Operation ShadowHammer hijacks ASUS Live Update to install backdoor

Cyber attackers have hijacked ASUS Live Update and downloaded a back-doored version to thousands of ASUS PCs last year. The utility is pre-installed on most ASUS computers and is used to keep ASUS PCs up-to-date with latest firmware, drivers and applications.

Security researchers from Kaspersky Lab discovered the sophisticated supply chain attack dubbed “Operation ShadowHammer” in January 2019 and said the attack took place between June and November 2018. The company reported the attacks impacted a large number of users.

According to the newly released report on Monday, the cyber attack “matches or even surpasses the Shadowpad and the CCleaner incidents in complexity and techniques.”

The Kaspersky researchers also attributed part of the reason the attacks went undetected for so long was due to the trojanized updaters were signed with legitimate certificates (e.g., “ASUSTeK Computer Inc.”).

Approximately 57,000 users have downloaded the compromised version of the ASUS Live Update, but many more users could have been impacted according to the report.

“We estimate that the real scale of the problem is much bigger and is possibly affecting over a million users worldwide,” Kaspersky added.

The cyber attack appears to have targeted an “unknown pool of users” that were previously identified via the systems’ network adapter MAC addresses. The list of MAC addresses were then hard-coded into the trojanized versions of the utility used for future targets.

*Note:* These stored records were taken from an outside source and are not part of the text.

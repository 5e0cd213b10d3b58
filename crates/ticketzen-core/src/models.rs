//! Domain models for TicketZen

use chrono::NaiveDate;
use serde::{Deserialize, Serialize};

/// A text line positioned on a page
#[derive(Debug, Clone, PartialEq, Serialize, Deserialize)]
pub struct Line {
    pub text: String,
    /// Vertical position normalized by page height (0 when the height is unknown)
    pub y_norm: f64,
    /// 1-based page number
    pub page: u32,
}

/// A receipt line item as read by the OCR provider (raw text, not parsed)
#[derive(Debug, Clone, Default, PartialEq, Serialize, Deserialize)]
pub struct LineItem {
    pub name: Option<String>,
    pub price: Option<String>,
}

/// Structured fields extracted by the provider
#[derive(Debug, Clone, Default, PartialEq, Serialize, Deserialize)]
pub struct OcrFields {
    pub merchant: Option<String>,
    pub date_achat: Option<String>,
    pub total: Option<String>,
    #[serde(default)]
    pub lignes: Vec<LineItem>,
}

/// Spatial metadata for the recognized text
#[derive(Debug, Clone, Default, PartialEq, Serialize, Deserialize)]
pub struct OcrMeta {
    #[serde(default)]
    pub lines: Vec<Line>,
}

/// Schema-normalized representation of any supported OCR provider output
#[derive(Debug, Clone, Default, PartialEq, Serialize, Deserialize)]
pub struct CanonicalOcrResult {
    #[serde(default)]
    pub fields: OcrFields,
    pub conf: Option<f64>,
    /// Full raw text, newline-joined
    #[serde(default)]
    pub texts: String,
    #[serde(default)]
    pub meta: OcrMeta,
    /// Diagnostics such as which provider route succeeded
    #[serde(default)]
    pub warnings: Vec<String>,
}

impl CanonicalOcrResult {
    /// Result returned when every provider route failed
    pub fn all_failed() -> Self {
        Self {
            warnings: vec!["azure_all_failed".to_string()],
            ..Default::default()
        }
    }
}

/// Final canonical receipt record
#[derive(Debug, Clone, PartialEq, Serialize, Deserialize)]
pub struct ReceiptRecord {
    /// Resolved merchant name
    pub merchant: Option<String>,
    pub date: Option<NaiveDate>,
    pub total: Option<f64>,
    pub lignes: Vec<LineItem>,
    /// Expense category, never empty
    pub category: String,
    pub conf: Option<f64>,
    /// Provider warnings
    pub tags: Vec<String>,
    /// Raw header line used for merchant resolution
    pub header: Option<String>,
    pub texts: String,
}

/// Upstream OCR API route, in fallback priority order
#[derive(Debug, Clone, Copy, PartialEq, Eq, Hash, Serialize, Deserialize)]
#[serde(rename_all = "lowercase")]
pub enum Route {
    /// Current Document Intelligence REST API
    DocumentIntelligence,
    /// Form Recognizer REST API, new response format
    FormRecognizer,
    /// Form Recognizer v2.1 REST API, legacy response format
    #[serde(rename = "formrecognizer_v21")]
    FormRecognizerV21,
}

impl Route {
    pub fn as_str(&self) -> &'static str {
        match self {
            Self::DocumentIntelligence => "documentintelligence",
            Self::FormRecognizer => "formrecognizer",
            Self::FormRecognizerV21 => "formrecognizer_v21",
        }
    }

    /// All routes in fixed priority order
    pub fn all() -> &'static [Route] {
        &[
            Self::DocumentIntelligence,
            Self::FormRecognizer,
            Self::FormRecognizerV21,
        ]
    }

    pub fn default_api_version(&self) -> &'static str {
        match self {
            Self::DocumentIntelligence => "2024-07-31",
            Self::FormRecognizer => "2023-10-31",
            Self::FormRecognizerV21 => "v2.1",
        }
    }

    /// Request path (relative to the endpoint) for this route
    pub fn api_path(&self, api_version: &str) -> String {
        match self {
            Self::DocumentIntelligence => format!(
                "documentintelligence/documentModels/prebuilt-receipt:analyze?api-version={}",
                api_version
            ),
            Self::FormRecognizer => format!(
                "formrecognizer/documentModels/prebuilt-receipt:analyze?api-version={}",
                api_version
            ),
            Self::FormRecognizerV21 => format!(
                "formrecognizer/{}/prebuilt/receipt/analyze?includeTextDetails=true",
                api_version
            ),
        }
    }

    /// Response schema returned by this route
    pub fn schema_variant(&self) -> SchemaVariant {
        match self {
            Self::DocumentIntelligence | Self::FormRecognizer => SchemaVariant::Current,
            Self::FormRecognizerV21 => SchemaVariant::Legacy,
        }
    }

    /// The given route first, then the others in priority order
    pub fn fallback_order(primary: Route) -> Vec<Route> {
        std::iter::once(primary)
            .chain(Self::all().iter().copied().filter(|r| *r != primary))
            .collect()
    }
}

impl std::str::FromStr for Route {
    type Err = String;

    fn from_str(s: &str) -> std::result::Result<Self, Self::Err> {
        match s.trim().to_lowercase().as_str() {
            "documentintelligence" | "current" => Ok(Self::DocumentIntelligence),
            "formrecognizer" | "legacy-new" | "legacy_new" => Ok(Self::FormRecognizer),
            "formrecognizer_v21" | "legacy-v21" | "legacy_v21" | "v2.1" => {
                Ok(Self::FormRecognizerV21)
            }
            _ => Err(format!("Unknown OCR route: {}", s)),
        }
    }
}

impl std::fmt::Display for Route {
    fn fmt(&self, f: &mut std::fmt::Formatter<'_>) -> std::fmt::Result {
        write!(f, "{}", self.as_str())
    }
}

/// Provider response schema family
#[derive(Debug, Clone, Copy, PartialEq, Eq, Serialize, Deserialize)]
#[serde(rename_all = "lowercase")]
pub enum SchemaVariant {
    /// `pages[*].lines[*]` + `documents[0].fields`
    Current,
    /// `analyzeResult.readResults` + `analyzeResult.documentResults`
    Legacy,
}

impl SchemaVariant {
    pub fn as_str(&self) -> &'static str {
        match self {
            Self::Current => "current",
            Self::Legacy => "legacy",
        }
    }
}

impl std::str::FromStr for SchemaVariant {
    type Err = String;

    fn from_str(s: &str) -> std::result::Result<Self, Self::Err> {
        match s.to_lowercase().as_str() {
            "current" => Ok(Self::Current),
            "legacy" | "v2.1" | "v21" => Ok(Self::Legacy),
            _ => Err(format!("Unknown schema variant: {}", s)),
        }
    }
}

impl std::fmt::Display for SchemaVariant {
    fn fmt(&self, f: &mut std::fmt::Formatter<'_>) -> std::fmt::Result {
        write!(f, "{}", self.as_str())
    }
}

/// Pipeline status reported alongside an analysis
#[derive(Debug, Clone, Copy, PartialEq, Eq, Serialize, Deserialize, Default)]
#[serde(rename_all = "lowercase")]
pub enum AnalysisStatus {
    #[default]
    Analyzing,
    Done,
    Error,
}

impl AnalysisStatus {
    pub fn as_str(&self) -> &'static str {
        match self {
            Self::Analyzing => "analyzing",
            Self::Done => "done",
            Self::Error => "error",
        }
    }
}

/// Outcome of the public analysis entry point
#[derive(Debug, Clone, Serialize, Deserialize)]
pub struct AnalysisOutcome {
    pub ok: bool,
    pub status: AnalysisStatus,
    #[serde(skip_serializing_if = "Option::is_none")]
    pub error: Option<String>,
    #[serde(skip_serializing_if = "Option::is_none")]
    pub result: Option<ReceiptRecord>,
}

impl AnalysisOutcome {
    pub fn done(record: ReceiptRecord) -> Self {
        Self {
            ok: true,
            status: AnalysisStatus::Done,
            error: None,
            result: Some(record),
        }
    }

    pub fn failed(message: impl Into<String>) -> Self {
        Self {
            ok: false,
            status: AnalysisStatus::Error,
            error: Some(message.into()),
            result: None,
        }
    }
}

The Kaspersky team also attributed the attack to the ShadowPad incident from 2017 that was used to plant backdoors in connectivity tools. Cisco’s Talos security team also discovered a similar supply chain attack that impacted CCleaner the same year.

If you own an ASUS computer, Kaspersky Lab has created a tool to help detect whether your system was one selected as a target for the attack.